→ **Source records**:
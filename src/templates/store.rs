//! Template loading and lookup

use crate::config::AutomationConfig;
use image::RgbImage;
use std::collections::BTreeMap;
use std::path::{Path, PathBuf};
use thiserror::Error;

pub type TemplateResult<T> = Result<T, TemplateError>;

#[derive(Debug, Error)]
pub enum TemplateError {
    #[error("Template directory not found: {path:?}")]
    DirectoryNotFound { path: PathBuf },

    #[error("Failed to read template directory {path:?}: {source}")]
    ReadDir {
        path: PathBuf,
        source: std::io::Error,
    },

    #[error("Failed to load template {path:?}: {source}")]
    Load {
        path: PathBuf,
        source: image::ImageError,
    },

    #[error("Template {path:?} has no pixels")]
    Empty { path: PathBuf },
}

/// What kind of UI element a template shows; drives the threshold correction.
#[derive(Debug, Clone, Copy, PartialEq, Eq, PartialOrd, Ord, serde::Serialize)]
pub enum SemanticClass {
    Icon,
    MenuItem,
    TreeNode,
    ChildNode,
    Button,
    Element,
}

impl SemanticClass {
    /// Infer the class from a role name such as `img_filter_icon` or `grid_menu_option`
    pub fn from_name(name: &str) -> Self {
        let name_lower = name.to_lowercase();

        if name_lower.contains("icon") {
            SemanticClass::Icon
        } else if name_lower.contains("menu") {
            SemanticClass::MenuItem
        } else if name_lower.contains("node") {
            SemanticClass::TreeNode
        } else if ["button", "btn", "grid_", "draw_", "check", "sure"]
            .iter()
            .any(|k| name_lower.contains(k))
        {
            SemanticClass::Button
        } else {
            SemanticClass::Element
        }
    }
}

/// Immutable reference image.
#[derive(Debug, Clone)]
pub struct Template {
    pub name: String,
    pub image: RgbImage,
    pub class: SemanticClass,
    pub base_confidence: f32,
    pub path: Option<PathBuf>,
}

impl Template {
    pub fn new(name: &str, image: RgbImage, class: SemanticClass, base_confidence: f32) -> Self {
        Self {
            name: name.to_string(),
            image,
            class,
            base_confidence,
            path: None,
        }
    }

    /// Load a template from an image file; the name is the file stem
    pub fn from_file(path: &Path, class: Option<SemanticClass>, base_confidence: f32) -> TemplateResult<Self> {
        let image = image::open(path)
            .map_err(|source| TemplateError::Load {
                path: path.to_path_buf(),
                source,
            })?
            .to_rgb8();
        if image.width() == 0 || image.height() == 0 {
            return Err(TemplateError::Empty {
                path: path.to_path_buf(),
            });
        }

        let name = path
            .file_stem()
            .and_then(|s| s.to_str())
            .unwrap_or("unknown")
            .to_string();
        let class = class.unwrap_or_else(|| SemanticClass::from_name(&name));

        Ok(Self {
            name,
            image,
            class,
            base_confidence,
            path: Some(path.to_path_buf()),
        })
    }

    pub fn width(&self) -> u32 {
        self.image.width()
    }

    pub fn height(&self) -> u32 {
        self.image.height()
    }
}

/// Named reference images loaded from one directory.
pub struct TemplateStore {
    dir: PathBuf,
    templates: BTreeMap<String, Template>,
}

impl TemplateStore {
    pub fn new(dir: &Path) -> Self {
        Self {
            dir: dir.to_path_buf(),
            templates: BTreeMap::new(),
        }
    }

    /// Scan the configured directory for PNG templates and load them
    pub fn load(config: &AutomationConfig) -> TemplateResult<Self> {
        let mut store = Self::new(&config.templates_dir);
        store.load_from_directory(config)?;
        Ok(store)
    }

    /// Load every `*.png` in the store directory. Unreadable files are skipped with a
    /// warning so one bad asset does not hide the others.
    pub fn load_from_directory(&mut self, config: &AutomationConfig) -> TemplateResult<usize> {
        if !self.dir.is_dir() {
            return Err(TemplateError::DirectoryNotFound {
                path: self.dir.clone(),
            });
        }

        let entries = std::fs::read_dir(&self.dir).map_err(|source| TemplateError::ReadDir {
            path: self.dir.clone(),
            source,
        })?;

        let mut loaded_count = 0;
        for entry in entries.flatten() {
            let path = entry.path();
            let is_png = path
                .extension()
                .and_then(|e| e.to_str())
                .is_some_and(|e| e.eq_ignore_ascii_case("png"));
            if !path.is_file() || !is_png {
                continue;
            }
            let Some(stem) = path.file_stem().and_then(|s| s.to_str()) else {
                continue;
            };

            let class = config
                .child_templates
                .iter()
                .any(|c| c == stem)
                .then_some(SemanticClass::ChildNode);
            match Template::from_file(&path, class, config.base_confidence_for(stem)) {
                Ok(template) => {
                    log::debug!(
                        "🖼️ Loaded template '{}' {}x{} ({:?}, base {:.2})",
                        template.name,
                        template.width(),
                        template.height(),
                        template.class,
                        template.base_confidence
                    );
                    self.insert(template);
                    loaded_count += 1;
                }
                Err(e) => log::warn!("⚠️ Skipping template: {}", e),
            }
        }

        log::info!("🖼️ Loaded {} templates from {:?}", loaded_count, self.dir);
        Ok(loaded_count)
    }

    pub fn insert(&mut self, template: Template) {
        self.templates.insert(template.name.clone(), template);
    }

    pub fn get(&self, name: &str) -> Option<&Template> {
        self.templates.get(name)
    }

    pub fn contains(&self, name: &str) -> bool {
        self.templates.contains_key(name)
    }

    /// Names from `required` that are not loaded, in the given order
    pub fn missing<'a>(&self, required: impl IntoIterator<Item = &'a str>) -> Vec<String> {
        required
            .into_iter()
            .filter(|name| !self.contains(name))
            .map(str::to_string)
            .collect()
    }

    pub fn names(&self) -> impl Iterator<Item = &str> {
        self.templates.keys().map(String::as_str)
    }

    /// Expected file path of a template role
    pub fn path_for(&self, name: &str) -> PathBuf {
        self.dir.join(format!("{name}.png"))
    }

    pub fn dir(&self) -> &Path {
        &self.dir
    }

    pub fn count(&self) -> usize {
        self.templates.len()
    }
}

--

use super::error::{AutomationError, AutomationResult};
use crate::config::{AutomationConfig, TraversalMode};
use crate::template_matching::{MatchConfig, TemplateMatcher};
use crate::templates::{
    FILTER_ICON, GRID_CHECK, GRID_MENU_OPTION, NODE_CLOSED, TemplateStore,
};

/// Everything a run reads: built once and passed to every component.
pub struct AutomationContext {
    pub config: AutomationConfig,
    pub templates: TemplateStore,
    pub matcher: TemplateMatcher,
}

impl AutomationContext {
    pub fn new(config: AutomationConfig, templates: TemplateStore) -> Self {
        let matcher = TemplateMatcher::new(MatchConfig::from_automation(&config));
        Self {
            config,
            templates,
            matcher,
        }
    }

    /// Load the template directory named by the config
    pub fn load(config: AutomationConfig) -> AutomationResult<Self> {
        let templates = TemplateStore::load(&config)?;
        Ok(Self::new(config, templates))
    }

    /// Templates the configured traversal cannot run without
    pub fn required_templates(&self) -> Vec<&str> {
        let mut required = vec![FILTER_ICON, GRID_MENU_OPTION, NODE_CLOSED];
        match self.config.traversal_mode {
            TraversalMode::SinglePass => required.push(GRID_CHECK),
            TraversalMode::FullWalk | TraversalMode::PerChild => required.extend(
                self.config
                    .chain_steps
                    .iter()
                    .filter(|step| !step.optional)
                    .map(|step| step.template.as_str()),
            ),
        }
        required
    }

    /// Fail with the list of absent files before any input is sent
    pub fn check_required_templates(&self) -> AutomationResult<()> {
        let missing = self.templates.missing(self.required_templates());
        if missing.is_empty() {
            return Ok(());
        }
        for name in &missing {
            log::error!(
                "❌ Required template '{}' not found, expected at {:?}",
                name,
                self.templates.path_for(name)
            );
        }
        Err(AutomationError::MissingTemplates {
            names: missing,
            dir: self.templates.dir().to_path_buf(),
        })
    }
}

→ **Exercise**: Go through the records and count the lines that include "DirectoryNotFound", then give only that number.

→ **Result below**: 2